PROBLEM DESCRIPTION -
Within the entries below, the lines from the one with "the data, returns" through the one with "return Ok((String::new(), start));" are to be set down exactly, both ends kept.

Stored entries:

****************

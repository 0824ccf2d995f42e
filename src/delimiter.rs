//! Delimiter search over encoded bytes.
//!
//! A byte-level search for an encoded delimiter can match across a character
//! boundary in multi-byte encodings: in UTF-16-LE, a space is `20 00`, which
//! also appears between `U+2011` (`11 20`) and `U+1100` (`00 11`). A match is
//! accepted only if the bytes before it decode; a match that splits a character
//! in half is skipped and the search resumes after that character.

use crate::encoding::{TextEncoding, MAX_CHAR_BYTES};
use crate::error::{Error, Result};
use crate::storage::ByteWindow;

enum Scan {
    Found { text: String, end: usize },
    NotFound,
}

fn find(haystack: &[u8], needle: &[u8]) -> Option<usize> {
    if needle.is_empty() || haystack.len() < needle.len() {
        return None;
    }
    haystack.windows(needle.len()).position(|w| w == needle)
}

/// Core search. `limit` bounds where the delimiter may end.
fn scan(
    delimiter: &[u8],
    bytes: &[u8],
    start: usize,
    encoding: TextEncoding,
    limit: usize,
) -> Result<Scan> {
    let limit = limit.min(bytes.len());
    let mut find_start = start;
    loop {
        if find_start >= limit {
            return Ok(Scan::NotFound);
        }
        let Some(offset) = find(&bytes[find_start..limit], delimiter) else {
            return Ok(Scan::NotFound);
        };
        let matched = find_start + offset;
        match encoding.decode(&bytes[start..matched]) {
            Ok(text) => {
                return Ok(Scan::Found {
                    text,
                    end: matched + delimiter.len(),
                })
            }
            Err(err) if err.truncated => {
                // The match splits a character: find where that character ends
                let char_start = start + err.start;
                let char_len = (1..=MAX_CHAR_BYTES)
                    .filter(|k| char_start + k <= bytes.len())
                    .find(|k| encoding.decode(&bytes[char_start..char_start + k]).is_ok());
                match char_len {
                    Some(len) => find_start = char_start + len,
                    // More data may complete the character
                    None if char_start + MAX_CHAR_BYTES > bytes.len() => return Ok(Scan::NotFound),
                    None => {
                        return Err(Error::BadFile(format!(
                            "undecodable {} bytes at position {}",
                            encoding, char_start
                        )))
                    }
                }
            }
            Err(err) => {
                return Err(Error::BadFile(format!(
                    "invalid {} text at position {}: {}",
                    encoding,
                    start + err.start,
                    err
                )))
            }
        }
    }
}

fn not_found(delimiter: &str, start: u64, max_bytes: Option<usize>) -> Error {
    let bound = match max_bytes {
        Some(max) => format!("within {} bytes", max),
        None => "before the end of data".to_string(),
    };
    Error::BadFile(format!(
        "delimiter {:?} not found {} starting from position {}",
        delimiter, bound, start
    ))
}

/// Search `bytes[start..]` for `delimiter` (encoded with `encoding`), decode
/// what precedes it and return it with the position just past the delimiter.
///
/// With `max_bytes`, the text before the delimiter may be at most that long.
/// If `start` is at the end of the data, returns `("", start)`.
pub fn take_until_delimiter(
    delimiter: &str,
    bytes: &[u8],
    start: usize,
    encoding: TextEncoding,
    max_bytes: Option<usize>,
) -> Result<(String, usize)> {
    if start >= bytes.len() {
        return Ok((String::new(), start));
    }
    let encoded = encoding.encode(delimiter)?;
    let limit = match max_bytes {
        Some(max) => start.saturating_add(max).saturating_add(encoded.len()),
        None => bytes.len(),
    };
    match scan(&encoded, bytes, start, encoding, limit)? {
        Scan::Found { text, end } => Ok((text, end)),
        Scan::NotFound => Err(not_found(delimiter, start as u64, max_bytes)),
    }
}

/// Streaming counterpart of [`take_until_delimiter`]: reads from the window's
/// cursor up to and including the delimiter, and advances past it.
///
/// Returns `None` if the window is already at the end. If the data ends without
/// a delimiter, the remaining bytes are returned as the last record when
/// `accept_unterminated` is set, otherwise that's a `BadFile` error.
pub fn read_until_delimiter(
    window: &mut dyn ByteWindow,
    delimiter: &str,
    encoding: TextEncoding,
    max_bytes: Option<usize>,
    accept_unterminated: bool,
) -> Result<Option<String>> {
    let encoded = encoding.encode(delimiter)?;
    if window.at_end()? {
        return Ok(None);
    }
    loop {
        let available = window.available();
        let limit = match max_bytes {
            Some(max) => max + encoded.len(),
            None => usize::MAX,
        };
        match scan(&encoded, available, 0, encoding, limit)? {
            Scan::Found { text, end } => {
                window.consume(end);
                return Ok(Some(text));
            }
            Scan::NotFound => {
                let bounded = available.len() >= limit;
                if !bounded && window.fill_more()? {
                    continue;
                }
                let available = window.available();
                if accept_unterminated && !bounded {
                    let text = encoding.decode(available).map_err(|err| {
                        Error::BadFile(format!(
                            "invalid {} text at position {}: {}",
                            encoding,
                            window.position() + err.start as u64,
                            err
                        ))
                    })?;
                    let len = available.len();
                    window.consume(len);
                    return Ok(Some(text));
                }
                return Err(not_found(delimiter, window.position(), max_bytes));
            }
        }
    }
}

****************

RESPONSE AREA -
/// If `start` is at the end of the data, returns `("", start)`.
pub fn take_until_delimiter(
    delimiter: &str,
    bytes: &[u8],
    start: usize,
    encoding: TextEncoding,
    max_bytes: Option<usize>,
) -> Result<(String, usize)> {
    if start >= bytes.len() {
        return Ok((String::new(), start));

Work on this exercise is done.